Sunday, November 3, 2019

Ocean View Half Marathon

I ran the Ocean View Half Marathon in Ipswich on Sunday. Not so much as a race but as an experiment. I haven't run a half marathon since the Star Wars half in the Spring of 2018, which was an exercise in pain because of the arthritis in my knee and hip. For a time after that I wondered if it would be necessary to give up running altogether. Since then I've been experimenting with cross-training, running styles, distances and running surfaces to see if there is a way I could manage to continue running. Through most of 2018 and the early part of this year, I found I could run and race short distances, but never without some pain. 10k's or the Tapleyville 7 miler I would finish with aching joints and maybe a limp. In fact, after finishing the Pot O' Gold 4 miler this Spring in a lot of pain I reconciled myself (I thought) to retiring from running.
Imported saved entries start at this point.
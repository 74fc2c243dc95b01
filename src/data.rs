//! Interaction logs, id remapping, sparse interaction matrices and splits.
use std::hash::Hasher;

use rand::Rng;

use siphasher::sip::SipHasher;

use super::{ExternalId, ItemId, RecommendError, Result, UserId};

/// A single raw interaction, as read from an interaction log.
#[derive(Clone, Serialize, Deserialize, Debug, PartialEq)]
pub struct LogRecord {
    /// External user identifier.
    pub user_id: ExternalId,
    /// External item identifier.
    pub item_id: ExternalId,
    /// Optional interaction time.
    #[serde(default)]
    pub timestamp: Option<u64>,
}

impl LogRecord {
    /// Build a new record without a timestamp.
    pub fn new(user_id: ExternalId, item_id: ExternalId) -> Self {
        LogRecord {
            user_id,
            item_id,
            timestamp: None,
        }
    }
}

/// Mapping from external identifiers to dense, zero-based indices.
///
/// Identifiers are sorted and de-duplicated; the index of an identifier is
/// its position in the sorted list.
#[derive(Clone, Debug, Default, PartialEq, Serialize, Deserialize)]
pub struct IdMap {
    ids: Vec<ExternalId>,
}

impl IdMap {
    /// Build a mapping from an arbitrary collection of identifiers.
    pub fn new<I: IntoIterator<Item = ExternalId>>(ids: I) -> Self {
        let mut ids: Vec<ExternalId> = ids.into_iter().collect();
        ids.sort_unstable();
        ids.dedup();

        IdMap { ids }
    }

    /// Dense index of an external identifier.
    pub fn index_of(&self, id: ExternalId) -> Option<usize> {
        self.ids.binary_search(&id).ok()
    }

    /// External identifier at a dense index.
    pub fn id_at(&self, index: usize) -> Option<ExternalId> {
        self.ids.get(index).cloned()
    }

    /// Number of identifiers.
    pub fn len(&self) -> usize {
        self.ids.len()
    }

    /// Whether the mapping is empty.
    pub fn is_empty(&self) -> bool {
        self.ids.is_empty()
    }
}

/// Row-compressed (CSR) implicit-feedback matrix.
///
/// Every stored entry has value 1; rows hold sorted, unique item indices.
#[derive(Clone, Debug, PartialEq)]
pub struct InteractionMatrix {
    num_users: usize,
    num_items: usize,
    user_pointers: Vec<usize>,
    item_ids: Vec<ItemId>,
}

impl InteractionMatrix {
    /// Build a matrix from `(user, item)` pairs. Duplicate pairs collapse
    /// into a single entry.
    pub fn from_pairs(
        num_users: usize,
        num_items: usize,
        pairs: &[(UserId, ItemId)],
    ) -> Result<Self> {
        if let Some(&(user_id, item_id)) = pairs
            .iter()
            .find(|&&(user_id, item_id)| user_id >= num_users || item_id >= num_items)
        {
            return Err(RecommendError::InvalidShape {
                expected: (num_users, num_items),
                found: (user_id + 1, item_id + 1),
            });
        }

        let mut data = pairs.to_owned();
        data.sort_unstable();
        data.dedup();

        let mut user_pointers = vec![0; num_users + 1];
        let mut item_ids = Vec::with_capacity(data.len());

        for &(user_id, item_id) in &data {
            item_ids.push(item_id);
            user_pointers[user_id + 1] += 1;
        }

        for idx in 1..user_pointers.len() {
            user_pointers[idx] += user_pointers[idx - 1];
        }

        Ok(InteractionMatrix {
            num_users,
            num_items,
            user_pointers,
            item_ids,
        })
    }

    /// An empty matrix of the given shape.
    pub fn empty(num_users: usize, num_items: usize) -> Self {
        InteractionMatrix {
            num_users,
            num_items,
            user_pointers: vec![0; num_users + 1],
            item_ids: Vec::new(),
        }
    }

    /// Items observed for `user_id`, or an empty slice when out of range.
    pub fn row(&self, user_id: UserId) -> &[ItemId] {
        if user_id >= self.num_users {
            return &[];
        }

        &self.item_ids[self.user_pointers[user_id]..self.user_pointers[user_id + 1]]
    }

    /// Whether `(user_id, item_id)` is a stored entry.
    pub fn contains(&self, user_id: UserId, item_id: ItemId) -> bool {
        self.row(user_id).binary_search(&item_id).is_ok()
    }

    /// Iterate over all rows, including empty ones.
    pub fn iter_users(&self) -> InteractionMatrixUserIterator {
        InteractionMatrixUserIterator {
            interactions: self,
            idx: 0,
        }
    }

    /// All stored entries in row-major order.
    pub fn pairs(&self) -> Vec<(UserId, ItemId)> {
        self.iter_users()
            .flat_map(|user| {
                let user_id = user.user_id;
                user.item_ids.iter().map(move |&item_id| (user_id, item_id))
            })
            .collect()
    }

    /// Number of stored entries.
    pub fn nnz(&self) -> usize {
        self.item_ids.len()
    }

    /// Whether there are no stored entries.
    pub fn is_empty(&self) -> bool {
        self.item_ids.is_empty()
    }

    /// Number of rows.
    pub fn num_users(&self) -> usize {
        self.num_users
    }

    /// Number of columns.
    pub fn num_items(&self) -> usize {
        self.num_items
    }

    /// `(num_users, num_items)`.
    pub fn shape(&self) -> (usize, usize) {
        (self.num_users, self.num_items)
    }
}

/// Iterator over the rows of an [`InteractionMatrix`].
pub struct InteractionMatrixUserIterator<'a> {
    interactions: &'a InteractionMatrix,
    idx: usize,
}

/// One row of an [`InteractionMatrix`].
#[derive(Debug)]
pub struct InteractionRow<'a> {
    /// Row index.
    pub user_id: UserId,
    /// Sorted item indices in the row.
    pub item_ids: &'a [ItemId],
}

impl<'a> Iterator for InteractionMatrixUserIterator<'a> {
    type Item = InteractionRow<'a>;
    fn next(&mut self) -> Option<Self::Item> {
        let value = if self.idx >= self.interactions.num_users {
            None
        } else {
            Some(InteractionRow {
                user_id: self.idx,
                item_ids: self.interactions.row(self.idx),
            })
        };

        self.idx += 1;

        value
    }
}

/// An interaction matrix together with the id mappings that produced it.
#[derive(Clone, Debug)]
pub struct Interactions {
    users: IdMap,
    items: IdMap,
    matrix: InteractionMatrix,
}

impl Interactions {
    /// Build interactions from a log, taking the user and item universes
    /// from the log itself.
    pub fn from_log(log: &[LogRecord]) -> Self {
        let users = IdMap::new(log.iter().map(|record| record.user_id));
        let items = IdMap::new(log.iter().map(|record| record.item_id));

        Self::with_universe(log, users, items)
    }

    /// Build interactions over a fixed universe of users and items, such as
    /// the full catalog. Log records referencing unknown ids are dropped.
    pub fn with_universe(log: &[LogRecord], users: IdMap, items: IdMap) -> Self {
        let pairs: Vec<(UserId, ItemId)> = log
            .iter()
            .filter_map(|record| {
                match (users.index_of(record.user_id), items.index_of(record.item_id)) {
                    (Some(user_id), Some(item_id)) => Some((user_id, item_id)),
                    _ => None,
                }
            })
            .collect();

        // Indices come from the maps themselves, so they are in bounds.
        let matrix = InteractionMatrix::from_pairs(users.len(), items.len(), &pairs)
            .unwrap_or_else(|_| InteractionMatrix::empty(users.len(), items.len()));

        Interactions {
            users,
            items,
            matrix,
        }
    }

    /// The user id mapping.
    pub fn users(&self) -> &IdMap {
        &self.users
    }

    /// The item id mapping.
    pub fn items(&self) -> &IdMap {
        &self.items
    }

    /// The interaction matrix.
    pub fn matrix(&self) -> &InteractionMatrix {
        &self.matrix
    }

    /// Translate external item ids into dense indices, dropping unknown ids.
    pub fn item_indices(&self, ids: &[ExternalId]) -> Vec<ItemId> {
        ids.iter().filter_map(|&id| self.items.index_of(id)).collect()
    }
}

/// Split a matrix into train and test halves of the same shape.
///
/// Each stored entry lands in the test half with probability
/// `test_fraction`, decided by a keyed hash of `(user, item)`; the keys are
/// drawn from `rng`, so a seeded `rng` gives a reproducible split.
pub fn train_test_split<R: Rng>(
    interactions: &InteractionMatrix,
    rng: &mut R,
    test_fraction: f32,
) -> (InteractionMatrix, InteractionMatrix) {
    let denominator = 100_000;
    let test_cutoff = (test_fraction.max(0.0).min(1.0) * denominator as f32) as u64;

    let (key_0, key_1) = (rng.gen::<u64>(), rng.gen::<u64>());

    let is_test = |user_id: UserId, item_id: ItemId| {
        let mut hasher = SipHasher::new_with_keys(key_0, key_1);
        hasher.write_usize(user_id);
        hasher.write_usize(item_id);
        hasher.finish() % denominator < test_cutoff
    };

    let (test, train): (Vec<_>, Vec<_>) = interactions
        .pairs()
        .into_iter()
        .partition(|&(user_id, item_id)| is_test(user_id, item_id));

    let (num_users, num_items) = interactions.shape();

    // Pairs come from a matrix of this shape, so they are in bounds.
    let build = |pairs: &[(UserId, ItemId)]| {
        InteractionMatrix::from_pairs(num_users, num_items, pairs)
            .unwrap_or_else(|_| InteractionMatrix::empty(num_users, num_items))
    };

    (build(&train), build(&test))
}

#[cfg(test)]
mod tests {
    use rand::SeedableRng;
    use rand_xorshift::XorShiftRng;

    use super::*;

    fn log() -> Vec<LogRecord> {
        vec![
            LogRecord::new(30, 500),
            LogRecord::new(10, 700),
            LogRecord::new(10, 500),
            LogRecord::new(20, 900),
            LogRecord::new(10, 500),
        ]
    }

    #[test]
    fn ids_are_remapped_by_sorted_position() {
        let interactions = Interactions::from_log(&log());

        assert_eq!(interactions.users().index_of(10), Some(0));
        assert_eq!(interactions.users().index_of(30), Some(2));
        assert_eq!(interactions.items().index_of(500), Some(0));
        assert_eq!(interactions.items().index_of(900), Some(2));
        assert_eq!(interactions.items().id_at(1), Some(700));

        let matrix = interactions.matrix();
        assert_eq!(matrix.shape(), (3, 3));
        // The duplicate (10, 500) collapses into one entry.
        assert_eq!(matrix.nnz(), 4);
        assert_eq!(matrix.row(0), &[0, 1]);
        assert!(matrix.contains(2, 0));
        assert!(!matrix.contains(1, 0));
    }

    #[test]
    fn universe_keeps_unseen_ids_and_drops_unknown_records() {
        let users = IdMap::new(vec![10, 20, 30, 40]);
        let items = IdMap::new(vec![500, 700]);
        let interactions = Interactions::with_universe(&log(), users, items);

        assert_eq!(interactions.matrix().shape(), (4, 2));
        assert_eq!(interactions.matrix().nnz(), 3);
        assert!(interactions.matrix().row(3).is_empty());
        assert_eq!(interactions.item_indices(&[700, 900, 500]), vec![1, 0]);
    }

    #[test]
    fn out_of_range_pairs_are_rejected() {
        let result = InteractionMatrix::from_pairs(2, 2, &[(0, 0), (1, 2)]);

        match result {
            Err(RecommendError::InvalidShape { expected, .. }) => assert_eq!(expected, (2, 2)),
            other => panic!("unexpected result {:?}", other),
        }
    }

    #[test]
    fn split_preserves_shape_and_partitions_entries() {
        let pairs: Vec<_> = iproduct!(0..20, 0..30)
            .filter(|&(u, i)| (u * 7 + i * 3) % 4 == 0)
            .collect();
        let matrix = InteractionMatrix::from_pairs(20, 30, &pairs).unwrap();

        let mut rng = XorShiftRng::seed_from_u64(42);
        let (train, test) = train_test_split(&matrix, &mut rng, 0.2);

        assert_eq!(train.shape(), matrix.shape());
        assert_eq!(test.shape(), matrix.shape());
        assert_eq!(train.nnz() + test.nnz(), matrix.nnz());
        assert!(test.nnz() > 0);
        assert!(train.nnz() > test.nnz());

        for (user_id, item_id) in test.pairs() {
            assert!(!train.contains(user_id, item_id));
            assert!(matrix.contains(user_id, item_id));
        }
    }

    #[test]
    fn zero_fraction_gives_empty_test_set() {
        let matrix =
            InteractionMatrix::from_pairs(3, 5, &[(0, 0), (0, 1), (1, 2), (2, 4)]).unwrap();
        let mut rng = XorShiftRng::seed_from_u64(7);
        let (train, test) = train_test_split(&matrix, &mut rng, 0.0);

        assert_eq!(train, matrix);
        assert!(test.is_empty());
    }
}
But as might have been expected, after substituting cross-training for running and some time away from the road, my joints felt fine again and I couldn't resist trying running a few miles. The old saw is that runners don't stop running until they simply can't anymore.

I went back to experimenting, and discovered that the key factor that caused the pain was mileage per week. As long as I kept the total miles per week somewhere under 15, I could run with only minor pain or no pain. Even better, it was the cumulative miles that mattered, not the length of any individual run. So I could run an 8 miler as long as I didn't run more than 7 miles the rest of the week.

Over a few months I slowly increased the weekly mileage, to the point that I have now been running between 15 and 20 miles per week, along with a lot of time on the elliptical. The thought occurred to me that I might be able to run a half marathon - an idea that had seemed permanently beyond me for the last year and a half. Well, if total mileage is what matters, why not 13.1 miles when I am managing 18 miles/week?

Thus the Ocean View Half Marathon.

It was an experiment because I haven't run more than 10 miles in any training run. When I used to run half marathons, I would regularly run 15+ mile runs and 40 miles/week. So there wasn't just the question of whether my joints would hold up, but how I would handle the half marathon distance. Does an hour on the elliptical followed by an 8 mile run really prepare one for a half marathon?



Happily, I discovered that my joints held up well and I finished the race without any significant joint pain. I also held up from an endurance standpoint, running my fastest the last 5k of the race. And that after some very serious hills in miles 8 and 9. So some moderate distance runs combined with the elliptical can be adequate preparation for a half.  There will likely be more half marathons in my future. The old bones still have some miles in them.

It was a beautiful day for a race. In the 40's, sunny and very moderate wind. All in all things could not have gone much better than they did.